As soon as Barry came in that evening, she was brandishing the piece of paper at him.
“Rude bastard!” she yelled. “The names he called me. He was skating on thin ice – that’s all I can say. If he’d said any more of his sexist crap, I’d’ve…”
She stopped. There was that perennial trace of a smile on Barry’s face as he took the note, glanced briefly at it, nodded and said “Ah yes. Gerald. He can be a bit mouthy. I’ll phone him later.”
“A bit mouthy! He was bloody vile!”
“He always is,” said Barry.” In fact, last time he phoned the office he called Brenda an Irish cow… and she’s from Kirkintilloch.”
Angela shook her head, finished piling food onto the plate she was holding, dumped it on the table and went into the sitting room to turn on the TV. She was changing channels when Barry, holding the note about Gerald, came in and sat beside her.
“Sorry, love,” he said. “He’s round the bend. That YouTube video he wrote for us. He’s being sued.”
“Why?” said Angela.
“Says the Lord Mayor’s a pole dancer.”
Barry just looked at her then shook his head.
Angela gave him side-eye. “Wait … Gerald works for the company? I thought he was a client.”
“Kind of, he’s contracted to us part-time.”
“So why’s he upset with you?”
“Who knows? He blames everyone for his troubles. I told Joe not to hire him, but…”
“Rumour has it Gerald’s his wife’s second cousin. Turns out his temperament doesn’t suit a nine to five job.”
“That’s an understatement.” Angela turned off the TV. “He needs to calm down or he’ll have a heart attack. And I wouldn’t be surprised if the Lord Mayor took up pole dancing.”

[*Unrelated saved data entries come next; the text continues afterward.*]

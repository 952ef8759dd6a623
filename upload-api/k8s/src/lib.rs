#![deny(warnings, rust_2018_idioms)]
#![forbid(unsafe_code)]

mod auth_config;
mod review;

pub use self::{
    auth_config::{AuthConfigWatcher, CONFIG_MAP_NAME, CONFIG_MAP_NAMESPACE},
    review::SubjectAccessReviewClient,
};
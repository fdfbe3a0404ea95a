//! Deferred task store
//!
//! Holds at most one pending timed action per (guild, user). The store does
//! not schedule anything itself: whoever saves a task owns the wait and
//! watches the task's cancellation token.

use crate::relocation::{AnnouncementPermissions, MessageHandle, VoicePlatform};
use chrono::{DateTime, Utc};
use dashmap::DashMap;
use derive_more::Display;
use poise::serenity_prelude::{ChannelId, GuildId, UserId};
use std::sync::Arc;
use tokio_util::sync::CancellationToken;
use tracing::{debug, info};
use uuid::Uuid;

/// Store key: a user within a guild
#[derive(Debug, Display, Clone, Copy, PartialEq, Eq, Hash)]
#[display("{guild_id}:{user_id}")]
pub struct TaskKey {
    pub guild_id: GuildId,
    pub user_id: UserId,
}

impl TaskKey {
    #[must_use]
    pub const fn new(guild_id: GuildId, user_id: UserId) -> Self {
        Self { guild_id, user_id }
    }
}

/// A pending, cancellable timed action
#[derive(Debug, Clone)]
pub struct DeferredTask {
    /// Distinguishes this task from a later one saved under the same key
    pub id: Uuid,
    pub guild_id: GuildId,
    /// Channel the request was made from and the announcement lives in
    pub channel_id: ChannelId,
    pub user_id: UserId,
    /// Name of whoever requested the action
    pub requester: String,
    pub reason: Option<String>,
    /// Permission snapshot taken when the task was scheduled
    pub permissions: AnnouncementPermissions,
    pub announcement: Option<MessageHandle>,
    pub fire_at: DateTime<Utc>,
    pub cancellation: CancellationToken,
}

impl DeferredTask {
    #[must_use]
    pub const fn key(&self) -> TaskKey {
        TaskKey::new(self.guild_id, self.user_id)
    }
}

/// In-memory store of deferred tasks
#[derive(Clone)]
pub struct DeferredTaskStore {
    tasks: Arc<DashMap<TaskKey, DeferredTask>>,
    platform: Arc<dyn VoicePlatform>,
}

impl std::fmt::Debug for DeferredTaskStore {
    fn fmt(&self, f: &mut std::fmt::Formatter<'_>) -> std::fmt::Result {
        f.debug_struct("DeferredTaskStore")
            .field("tasks", &self.tasks.len())
            .finish_non_exhaustive()
    }
}

impl DeferredTaskStore {
    #[must_use]
    pub fn new(platform: Arc<dyn VoicePlatform>) -> Self {
        Self {
            tasks: Arc::new(DashMap::new()),
            platform,
        }
    }

    /// Store a task, aborting whatever was pending under the same key
    pub async fn save(&self, task: DeferredTask) {
        let key = task.key();
        info!(
            target: crate::RELOCATION_TARGET,
            key = %key,
            task_id = %task.id,
            fire_at = %task.fire_at,
            "Deferred task saved"
        );
        if let Some(previous) = self.tasks.insert(key, task) {
            self.cancel_and_clean(previous).await;
        }
    }

    /// Cancel and remove the task under `key`, returning whether there was one
    pub async fn abort(&self, key: TaskKey) -> bool {
        let Some((_, task)) = self.tasks.remove(&key) else {
            return false;
        };
        self.cancel_and_clean(task).await;
        true
    }

    /// Remove the task without cancelling it or touching its announcement
    pub fn delete(&self, key: TaskKey) -> Option<DeferredTask> {
        self.tasks.remove(&key).map(|(_, task)| task)
    }

    /// Remove the task only if it is still the one identified by `task_id`
    pub fn complete(&self, key: TaskKey, task_id: Uuid) -> bool {
        self.tasks
            .remove_if(&key, |_, task| task.id == task_id)
            .is_some()
    }

    #[must_use]
    pub fn get(&self, key: TaskKey) -> Option<DeferredTask> {
        self.tasks.get(&key).map(|entry| entry.value().clone())
    }

    #[must_use]
    pub fn len(&self) -> usize {
        self.tasks.len()
    }

    #[must_use]
    pub fn is_empty(&self) -> bool {
        self.tasks.is_empty()
    }

    async fn cancel_and_clean(&self, task: DeferredTask) {
        task.cancellation.cancel();
        info!(
            target: crate::RELOCATION_TARGET,
            key = %task.key(),
            task_id = %task.id,
            "Deferred task aborted"
        );

        if !task.permissions.can_manage_messages {
            return;
        }
        if let Some(message) = task.announcement {
            if let Err(e) = self.platform.delete_message(&message).await {
                debug!(
                    target: crate::RELOCATION_TARGET,
                    message_id = %message.message_id,
                    error = %e,
                    "Could not delete announcement"
                );
            }
        }
    }
}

“Of course, it’s become really trendy, even celebrities are doing it to keep fit.” Angela stood up but her husband pulled her back on the couch.
“You’ve given me an idea on how to fix this.”
“Yes, we’ll just have to convince the Lord Mayor that calling him a pole dancer was meant as flattery, not an insult.”
“Can you do it?”
“It’ll be challenging,” he said in a weary tone.“Damn Gerald … trying to disguise the truth in witty copy.”
Angela frowned at him. “How so?”
“The Lord Mayor’s actually having sex with a Polish stripper.”